The aesthete's world is governed by one sovereign principle: the avoidance of boredom. Everything is evaluated by its power to hold interest, to generate sensation, to ward off the dreadful flatness of repetition. The aesthete is therefore constantly in motion — chasing new experiences, new conquests, new perspectives — because each one, once possessed, loses its power to stimulate. This restless movement is not freedom; it is a sophisticated form of bondage, a compulsion dressed as preference. The aesthete believes they are choosing, but it is always the next interesting thing that does the choosing.

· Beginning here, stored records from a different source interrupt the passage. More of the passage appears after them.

use std::sync::Arc;

use thiserror::Error;
use tokio::task::JoinSet;
use tracing::{debug, info, info_span, warn, Instrument};

use crate::cache::BranchCommitCache;
use crate::github::{ApiError, GitHubApi};
use crate::pr::{self, PullRequest};
use crate::report::ReportRow;

#[derive(Debug, Error)]
pub enum CompareError {
    #[error("Failed to resolve head commit of default branch {branch}: {source}")]
    DefaultBranch {
        branch: String,
        #[source]
        source: ApiError,
    },

    #[error("Failed to fetch open pull requests: {0}")]
    Fetch(#[source] ApiError),

    #[error("Failed to resolve head commit of {branch} for PR #{number}: {source}")]
    HeadCommit {
        number: u64,
        branch: String,
        #[source]
        source: ApiError,
    },

    #[error("Failed to compare commits for PR #{number}: {source}")]
    Compare {
        number: u64,
        #[source]
        source: ApiError,
    },

    #[error("Comparison task did not complete: {0}")]
    Task(#[from] tokio::task::JoinError),
}

/// Outcome of the parallel comparison phase.
///
/// `rows` holds every comparison that succeeded, in pull request fetch order.
/// `failure` is the first failure observed, in completion order.
#[derive(Debug)]
pub struct CompareRun {
    pub rows: Vec<ReportRow>,
    pub failure: Option<CompareError>,
}

impl CompareRun {
    pub fn into_result(self) -> Result<Vec<ReportRow>, CompareError> {
        match self.failure {
            Some(err) => Err(err),
            None => Ok(self.rows),
        }
    }
}

/// Drives one report run against a repository.
///
/// Owns the branch commit cache for the lifetime of the run; both the cache
/// and every comparison task share the same API handle.
pub struct Comparator {
    api: Arc<dyn GitHubApi>,
    cache: Arc<BranchCommitCache>,
}

impl Comparator {
    pub fn new(api: Arc<dyn GitHubApi>) -> Self {
        let cache = Arc::new(BranchCommitCache::new(Arc::clone(&api)));
        Self { api, cache }
    }

    /// Resolve the default branch, fetch all open pull requests and compare
    /// each one against its base.
    ///
    /// Errors from the sequential setup are returned as `Err`. Errors from
    /// the comparisons only show up in [`CompareRun::failure`], after every
    /// task has finished.
    pub async fn run(&self, default_branch: &str) -> Result<CompareRun, CompareError> {
        let default_sha = self
            .cache
            .last_commit(default_branch)
            .await
            .map_err(|source| CompareError::DefaultBranch {
                branch: default_branch.to_string(),
                source,
            })?;
        info!(branch = %default_branch, sha = %default_sha, "resolved default branch");

        let pull_requests = pr::fetch_all_open_pull_requests(self.api.as_ref())
            .await
            .map_err(CompareError::Fetch)?;
        info!(count = pull_requests.len(), "fetched open pull requests");

        let run = self.compare_all(pull_requests).await;
        debug!(
            rows = run.rows.len(),
            branches = self.cache.resolved_count(),
            "comparison phase finished"
        );
        Ok(run)
    }

    /// Spawn one task per pull request and wait for all of them.
    async fn compare_all(&self, pull_requests: Vec<PullRequest>) -> CompareRun {
        let total = pull_requests.len();
        let mut tasks = JoinSet::new();
        for (index, pull_request) in pull_requests.into_iter().enumerate() {
            let api = Arc::clone(&self.api);
            let cache = Arc::clone(&self.cache);
            let span = info_span!(
                "compare",
                pr = %pull_request.display_id(),
                id = pull_request.id,
                title = %pull_request.title
            );
            tasks.spawn(
                async move {
                    let row = compare_one(api.as_ref(), &cache, &pull_request).await;
                    (index, row)
                }
                .instrument(span),
            );
        }

        let mut slots: Vec<Option<ReportRow>> = vec![None; total];
        let mut failure = None;
        while let Some(joined) = tasks.join_next().await {
            let outcome = joined.map_err(CompareError::from).and_then(|(index, row)| {
                row.map(|row| (index, row))
            });
            match outcome {
                Ok((index, row)) => slots[index] = Some(row),
                Err(err) => {
                    warn!(error = %err, "comparison failed");
                    failure.get_or_insert(err);
                }
            }
        }

        CompareRun {
            rows: slots.into_iter().flatten().collect(),
            failure,
        }
    }
}

/// Resolve the head branch through the cache, then compare the recorded base
/// SHA against it.
async fn compare_one(
    api: &dyn GitHubApi,
    cache: &BranchCommitCache,
    pull_request: &PullRequest,
) -> Result<ReportRow, CompareError> {
    let head_sha = cache
        .last_commit(&pull_request.head_ref)
        .await
        .map_err(|source| CompareError::HeadCommit {
            number: pull_request.number,
            branch: pull_request.head_ref.clone(),
            source,
        })?;
    if head_sha != pull_request.head_sha {
        debug!(listed = %pull_request.head_sha, current = %head_sha, "head moved since listing");
    }

    let comparison = api
        .compare_commits(&pull_request.base_sha, &head_sha)
        .await
        .map_err(|source| CompareError::Compare {
            number: pull_request.number,
            source,
        })?;
    debug!(
        status = %comparison.status,
        ahead_by = comparison.ahead_by,
        behind_by = comparison.behind_by,
        total_commits = comparison.total_commits,
        "compared commits"
    );

    Ok(ReportRow::new(pull_request, comparison.total_commits))
}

The Diary of a Seducer — the concluding document of the first volume of Either/Or — presents the aesthetic stage at its most developed and most self-aware. Johannes the Seducer does not seek love or connection; he seeks the experience of seduction itself, engineered with the precision of an artist. The woman he pursues is not a person to him but a medium through which a particular kind of aesthetic pleasure can be extracted. Once she yields, he loses interest: possession destroys the aesthetic value that pursuit created. The Diary is Kierkegaard's most disturbing portrait of what the aesthetic life looks like when it has fully possessed a human soul.
The deeper Kierkegaardian diagnosis is that the aesthetic life is a form of despair — not felt as despair because the aesthete is constantly in motion, constantly stimulated, never pausing long enough to notice the emptiness at the centre. Judge William, in his ethical letters, insists that the aesthete's most fundamental experience is boredom — the anxiety that rises when stimulation fails — and that this boredom is the truth of the aesthetic life: a self that has not yet found anything worth being, perpetually running from the discovery of its own groundlessness.
The aesthetic papers in Either/Or include essays on ancient tragedy, Don Giovanni, the rotation method (a technique for generating novelty), and the Seducer's Diary. Volume I was written pseudonymously by "A"; Volume II contains the ethical letters of "Judge William" (also a pseudonym).